Im Zuge dessen kann man verfolgen, wie Butler auf die von „Gender Trouble“ ausgelösten, teilweise harsch geführten Debatten über die Verflüssigung der Zweigeschlechtlichkeit reagiert, wie sie sich präzisiert, aber auch mal revidiert. Das Kapitel „Die Frage nach der sozialen Veränderung“ beispielsweise dürfte all jene in helle Aufregung versetzen, die Butler einst vorgeworfen haben, sie dethematisiere, indem sie Gender in den Fokus stelle, soziale Ungleichheit oder geschlechtliche Arbeitsteilung, wenn nicht Emanzipation überhaupt.

Doch genau in diesem Teil des Buchs wird am deutlichsten, wie sich das politische Projekt der Philosophin von der Veränderung starrer Geschlechternormen qua lustiger Maskeraden auf den Straßen in Richtung der Durchsetzung nicht normierender Normen, also solcher der Offenheit und der Toleranz, verschoben hat.

Dazu privilegiert Butler zunächst Theorie, die „selbst verändernd wirkt“, gegenüber Aktionen und anderen Einmischungen auf gesellschaftlicher Ebene. Die einst von ihr favorisierten Travestiedarstellungen allein genügen nämlich nicht, stellt sie nun fest, um die entregelten Körper vor gewalttätigen Übergriffen zu bewahren. In die Bresche springen soll „der Feminismus“, verstanden als Theorie und Politikberatung: „Dass er danach fragt, wie wir das Leben organisieren, wie wir ihm Wert geben und wie wir es gegen Gewalt schützen, wie wir die Welt und ihre Institutionen dazu bringen, neue Werte zu leben, bedeutet, dass seine philosophischen Zielsetzungen in gewissem Sinne mit dem Ziel sozialer Veränderung zur Deckung kommen.“

Dass Butler Gewalt in den letzten Jahren stärker ins Zentrum ihrer Überlegungen gestellt hat, ließe sich als Reaktion auf kritische Stimmen lesen, die ihr in den 90ern vorwarfen, bei der Feier des lustigen Spiels der Signifikate im Geschlechterkampf Gewaltverhältnisse aus dem Blick zu verlieren. Doch ihr Gewaltbegriff unterscheidet sich grundsätzlich von dem ihrer Kritikerinnen.

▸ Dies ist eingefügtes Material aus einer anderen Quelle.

//! One digest run, start to finish.
//!
//! Stages run strictly in sequence, each consuming the previous one's output:
//!
//! 1. **Categories**: load the category list (fatal on failure, before any network)
//! 2. **Fetch**: get the promotions page through [`RetryFetch`]
//! 3. **Extract**: turn the markup into [`OfferRecord`]s
//! 4. **Rank**: pick and order the notable offers
//! 5. **Compose**: render the report text
//! 6. **Persist**: write the report (and the optional JSON export)
//!
//! Nothing is written unless every earlier stage succeeded.

use crate::categories::load_categories;
use crate::config::Config;
use crate::error::DigestError;
use crate::extract::{PageLayout, extract_offers};
use crate::fetch::{PageSource, Pause, RetryFetch};
use crate::models::RunSummary;
use crate::outputs::json;
use crate::rank::{NotableRules, select_notable};
use crate::report::{compose, report_path, write_report};
use crate::utils::{ensure_writable_dir, file_timestamp};
use chrono::Local;
use std::path::PathBuf;
use tracing::{info, instrument};

/// Everything a run needs, passed explicitly to each stage.
#[derive(Debug)]
pub struct RunContext {
    pub config: Config,
    pub categories_path: PathBuf,
    pub output_dir: PathBuf,
    pub export_json: bool,
}

impl RunContext {
    /// Compile the page layout and rules up front so a bad config fails
    /// before the network is touched.
    fn prepare(&self) -> Result<(PageLayout, NotableRules), DigestError> {
        self.config.validate()?;
        let layout = PageLayout::compile(&self.config.layout)?;
        let rules = NotableRules::from(&self.config.rules);
        Ok((layout, rules))
    }
}

/// Run the whole pipeline with `fetcher` as the page source.
///
/// # Returns
///
/// Paths of what was written and the offer counts.
///
/// # Errors
///
/// Any [`DigestError`] from a stage. When one is returned, neither the
/// report nor the JSON export is left in the output directory.
pub async fn run<S: PageSource, P: Pause>(
    ctx: &RunContext,
    fetcher: &RetryFetch<S, P>,
) -> Result<RunSummary, DigestError> {
    let timestamp = file_timestamp(&Local::now());
    run_stamped(ctx, fetcher, &timestamp).await
}

#[instrument(level = "info", skip(ctx, fetcher), fields(url = %ctx.config.url))]
async fn run_stamped<S: PageSource, P: Pause>(
    ctx: &RunContext,
    fetcher: &RetryFetch<S, P>,
    timestamp: &str,
) -> Result<RunSummary, DigestError> {
    let (layout, rules) = ctx.prepare()?;

    let categories = load_categories(&ctx.categories_path).await?;
    ensure_writable_dir(&ctx.output_dir)
        .await
        .map_err(|e| DigestError::io(&ctx.output_dir, e))?;

    let markup = fetcher.fetch(&ctx.config.url).await?;

    let all = extract_offers(&markup, &layout)?;
    let notable = select_notable(&all, &rules);
    let text = compose(
        &notable,
        &all,
        &categories,
        &ctx.config.report.listing_heading,
    );

    // The export goes first so the report only appears once everything else succeeded.
    let json_path = if ctx.export_json {
        let path = json::export_path(&ctx.output_dir, timestamp);
        json::write_notable(&notable, &path).await?;
        Some(path)
    } else {
        None
    };

    let report_path = report_path(&ctx.output_dir, timestamp);
    if let Err(e) = write_report(&report_path, &text).await {
        if let Some(path) = &json_path {
            let _ = tokio::fs::remove_file(path).await;
        }
        return Err(e);
    }

    info!(
        total = all.len(),
        notable = notable.len(),
        report = %report_path.display(),
        "Digest complete"
    );

    Ok(RunSummary {
        report_path,
        json_path,
        total_offers: all.len(),
        notable_offers: notable.len(),
    })
}
//! Data models shared by every stage of a digest run.
//!
//! - [`OfferRecord`]: one promotional card as extracted from the page
//! - [`CategoryList`]: the configured category order for the full listing
//! - [`RunSummary`]: what a successful run produced
//!
//! All of these are built once per run and never mutated afterwards.

use serde::{Deserialize, Serialize};
use std::path::PathBuf;

/// One promotional card on the page.
///
/// `name` and `category` are always non-empty. `discount_percent` and
/// `special_label` are independent of each other: a card may carry either,
/// both or neither.
#[derive(Debug, Clone, PartialEq, Eq, Serialize, Deserialize)]
pub struct OfferRecord {
    /// Product or offer title, without line breaks or surrounding whitespace.
    pub name: String,
    /// Numeric discount badge, e.g. `40` for "-40%". `None` when the card has no badge.
    pub discount_percent: Option<u32>,
    /// Non-numeric promotional tag (multi-buy, loyalty price, ...). Empty when absent.
    pub special_label: String,
    /// Heading of the section the card was found in.
    pub category: String,
}

impl OfferRecord {
    /// Discount line for the report, e.g. `"40%   Milk"`.
    pub fn discount_line(&self) -> Option<String> {
        self.discount_percent.map(|pct| format!("{}%   {}", pct, self.name))
    }

    /// Special-label line for the report, e.g. `"2 for 1   Cheese"`.
    pub fn special_line(&self) -> Option<String> {
        if self.special_label.is_empty() {
            None
        } else {
            Some(format!("{}   {}", self.special_label, self.name))
        }
    }
}

/// Ordered category names that drive the full listing of the report.
///
/// Categories missing from this list never appear in the listing, even when
/// the page has offers for them.
#[derive(Debug, Clone, Default, PartialEq, Eq)]
pub struct CategoryList {
    names: Vec<String>,
}

impl CategoryList {
    pub fn new(names: Vec<String>) -> Self {
        Self { names }
    }

    pub fn iter(&self) -> impl Iterator<Item = &str> {
        self.names.iter().map(String::as_str)
    }

    pub fn len(&self) -> usize {
        self.names.len()
    }

    pub fn is_empty(&self) -> bool {
        self.names.is_empty()
    }
}

/// Outcome of a successful run.
#[derive(Debug)]
pub struct RunSummary {
    pub report_path: PathBuf,
    pub json_path: Option<PathBuf>,
    pub total_offers: usize,
    pub notable_offers: usize,
}

#[cfg(test)]
mod tests {
    use super::*;

    fn record(discount: Option<u32>, special: &str) -> OfferRecord {
        OfferRecord {
            name: "Milk".to_string(),
            discount_percent: discount,
            special_label: special.to_string(),
            category: "Dairy".to_string(),
        }
    }

    #[test]
    fn test_discount_line() {
        assert_eq!(
            record(Some(40), "").discount_line(),
            Some("40%   Milk".to_string())
        );
        assert_eq!(record(None, "").discount_line(), None);
    }

    #[test]
    fn test_zero_discount_still_reported() {
        assert_eq!(
            record(Some(0), "").discount_line(),
            Some("0%   Milk".to_string())
        );
    }

    #[test]
    fn test_special_line() {
        assert_eq!(
            record(None, "2 for 1").special_line(),
            Some("2 for 1   Milk".to_string())
        );
        assert_eq!(record(Some(10), "").special_line(), None);
    }

    #[test]
    fn test_offer_record_serialization() {
        let json = serde_json::to_string(&record(Some(35), "")).unwrap();
        assert!(json.contains("\"discount_percent\":35"));
        assert!(json.contains("\"category\":\"Dairy\""));

        let back: OfferRecord = serde_json::from_str(&json).unwrap();
        assert_eq!(back.discount_percent, Some(35));
    }

    #[test]
    fn test_category_list_preserves_order() {
        let list = CategoryList::new(vec!["Dairy".into(), "Bakery".into()]);
        assert_eq!(list.iter().collect::<Vec<_>>(), vec!["Dairy", "Bakery"]);
        assert_eq!(list.len(), 2);
        assert!(!list.is_empty());
    }
}
//! Offer extraction from the promotions page.
//!
//! The walk over sections and cards is written against [`OfferMarkup`], a
//! small capability trait: "give me the sections, the cards in a section,
//! and the child playing a given [`Role`]". [`ScrapedPage`] implements it
//! with `scraper` and the CSS selectors from [`PageLayout`], so every
//! selector that tracks the retailer's presentational markup lives in one
//! place.
//!
//! # Page Shape
//!
//! ```text
//! section[id^=offer_list_multiple]      one per category
//! ├── h2                                 category heading (required)
//! └── div.offer-card                     one per offer
//!     ├── h4                             title (required)
//!     ├── div.discount                   "-40%" badge (optional)
//!     └── div.benefit-icon               special label (optional)
//! ```

use crate::config::LayoutConfig;
use crate::error::DigestError;
use crate::models::OfferRecord;
use crate::utils::{digits_to_number, strip_line_breaks};
use scraper::{ElementRef, Html, Selector};
use std::fmt;
use tracing::{debug, info, instrument};

/// Semantic role of a child element inside a section or card.
#[derive(Debug, Clone, Copy, PartialEq, Eq)]
pub enum Role {
    SectionHeading,
    CardTitle,
    DiscountBadge,
    SpecialLabel,
}

impl Role {
    pub fn as_str(self) -> &'static str {
        match self {
            Role::SectionHeading => "section heading",
            Role::CardTitle => "card title",
            Role::DiscountBadge => "discount badge",
            Role::SpecialLabel => "special label",
        }
    }
}

impl fmt::Display for Role {
    fn fmt(&self, f: &mut fmt::Formatter<'_>) -> fmt::Result {
        f.write_str(self.as_str())
    }
}

/// Structural lookups over a parsed page.
pub trait OfferMarkup {
    type Node<'a>: Copy
    where
        Self: 'a;

    /// Offer sections, in document order.
    fn sections(&self) -> Vec<Self::Node<'_>>;

    /// Offer cards inside `section`, in document order.
    fn cards<'a>(&'a self, section: Self::Node<'a>) -> Vec<Self::Node<'a>>;

    /// First descendant of `scope` playing `role`.
    fn find<'a>(&'a self, scope: Self::Node<'a>, role: Role) -> Option<Self::Node<'a>>;

    /// Concatenated text content of `node`, untouched.
    fn text(&self, node: Self::Node<'_>) -> String;
}

/// Compiled selectors for the current page layout.
#[derive(Debug, Clone)]
pub struct PageLayout {
    section: Selector,
    card: Selector,
    section_heading: Selector,
    card_title: Selector,
    discount_badge: Selector,
    special_label: Selector,
}

impl PageLayout {
    /// Compile the configured selectors, failing on the first invalid one.
    pub fn compile(config: &LayoutConfig) -> Result<Self, DigestError> {
        let section = format!("section[id^=\"{}\"]", config.section_id_prefix);
        let by_role = |role: Role, raw: &str| parse_selector(role.as_str(), raw);
        Ok(Self {
            section: parse_selector("section", &section)?,
            card: parse_selector("card", &config.card)?,
            section_heading: by_role(Role::SectionHeading, &config.section_heading)?,
            card_title: by_role(Role::CardTitle, &config.card_title)?,
            discount_badge: by_role(Role::DiscountBadge, &config.discount_badge)?,
            special_label: by_role(Role::SpecialLabel, &config.special_label)?,
        })
    }

    fn selector(&self, role: Role) -> &Selector {
        match role {
            Role::SectionHeading => &self.section_heading,
            Role::CardTitle => &self.card_title,
            Role::DiscountBadge => &self.discount_badge,
            Role::SpecialLabel => &self.special_label,
        }
    }
}

fn parse_selector(role: &'static str, raw: &str) -> Result<Selector, DigestError> {
    Selector::parse(raw).map_err(|e| DigestError::InvalidSelector {
        role,
        selector: raw.to_string(),
        reason: e.to_string(),
    })
}

/// A page parsed by `scraper`, paired with the layout used to query it.
pub struct ScrapedPage<'l> {
    document: Html,
    layout: &'l PageLayout,
}

impl<'l> ScrapedPage<'l> {
    pub fn parse(markup: &str, layout: &'l PageLayout) -> Self {
        Self {
            document: Html::parse_document(markup),
            layout,
        }
    }
}

impl OfferMarkup for ScrapedPage<'_> {
    type Node<'a>
        = ElementRef<'a>
    where
        Self: 'a;

    fn sections(&self) -> Vec<ElementRef<'_>> {
        self.document.select(&self.layout.section).collect()
    }

    fn cards<'a>(&'a self, section: ElementRef<'a>) -> Vec<ElementRef<'a>> {
        section.select(&self.layout.card).collect()
    }

    fn find<'a>(&'a self, scope: ElementRef<'a>, role: Role) -> Option<ElementRef<'a>> {
        scope.select(self.layout.selector(role)).next()
    }

    fn text(&self, node: ElementRef<'_>) -> String {
        node.text().collect()
    }
}

/// Parse `markup` with `layout` and extract every offer on it.
#[instrument(level = "info", skip_all, fields(bytes = markup.len()))]
pub fn extract_offers(markup: &str, layout: &PageLayout) -> Result<Vec<OfferRecord>, DigestError> {
    let page = ScrapedPage::parse(markup, layout);
    let records = extract(&page)?;
    info!(count = records.len(), "Extracted offers");
    Ok(records)
}

/// Walk sections then cards in document order, producing one record per card.
///
/// No deduplication: repeated names, within or across categories, are all kept.
pub fn extract<M: OfferMarkup>(markup: &M) -> Result<Vec<OfferRecord>, DigestError> {
    let mut records = Vec::new();

    for (index, section) in markup.sections().into_iter().enumerate() {
        let category = markup
            .find(section, Role::SectionHeading)
            .map(|heading| markup.text(heading).trim().to_string())
            .filter(|category| !category.is_empty())
            .ok_or(DigestError::MalformedSection { index })?;

        let cards = markup.cards(section);
        debug!(%category, cards = cards.len(), "Reading section");

        for (card_index, card) in cards.into_iter().enumerate() {
            records.push(read_card(markup, card, &category, card_index)?);
        }
    }

    Ok(records)
}

fn read_card<'a, M: OfferMarkup>(
    markup: &'a M,
    card: M::Node<'a>,
    category: &str,
    index: usize,
) -> Result<OfferRecord, DigestError> {
    // An empty title is as unusable as a missing one.
    let name = markup
        .find(card, Role::CardTitle)
        .map(|title| strip_line_breaks(&markup.text(title)))
        .filter(|name| !name.is_empty())
        .ok_or_else(|| DigestError::MalformedCard {
            category: category.to_string(),
            index,
        })?;

    let discount_percent = match markup.find(card, Role::DiscountBadge) {
        Some(badge) => {
            let badge = strip_line_breaks(&markup.text(badge));
            let pct = digits_to_number(&badge).ok_or_else(|| DigestError::UnparseableDiscount {
                category: category.to_string(),
                name: name.clone(),
                badge,
            })?;
            Some(pct)
        }
        None => None,
    };

    let special_label = markup
        .find(card, Role::SpecialLabel)
        .map(|label| strip_line_breaks(&markup.text(label)))
        .unwrap_or_default();

    Ok(OfferRecord {
        name,
        discount_percent,
        special_label,
        category: category.to_string(),
    })
}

Butler erklärt Gewalt aus den Individuen heraus, wahlweise als Homophobie, die in den Zurichtungen der kindlichen Begehrensstruktur wurzelt, oder als mangelndes Bewusstsein von der Notwendigkeit gegenseitiger Anerkennung, wie Hegel sie entworfen hat. Wie soziale oder ökonomische Verhältnisse Gewalt hervorbringen, interessiert dabei nicht.

Es ist dieser Gewaltbegriff, gepaart mit der ethischen Setzung, jeder, der betrauert werden könne, sei des Schutzes wert, der Butler quasi automatisch zur Erörterung universeller Menschenrechtsfragen treibt. Denn so wie sich der Kampf gegen Gewalt gegen Schwule, Lesben und andere Gender-Troublemaker nur auf dem Feld der Normen entscheiden soll, indem man, wie Butler vorschlägt, eine Vorstellung des Menschlichen etabliert, die alle möglichen Erscheinungsformen zulässt, müsste sich auch die staatliche Gewalt Israels gegen Palästinenser eindämmen lassen, indem man internationale Standards des Umgangs miteinander durchsetzt. Wie die Dinge stehen, sind als Adressaten einer solchen Politik niemand anders als die USA oder die Vereinten Nationen vorstellbar.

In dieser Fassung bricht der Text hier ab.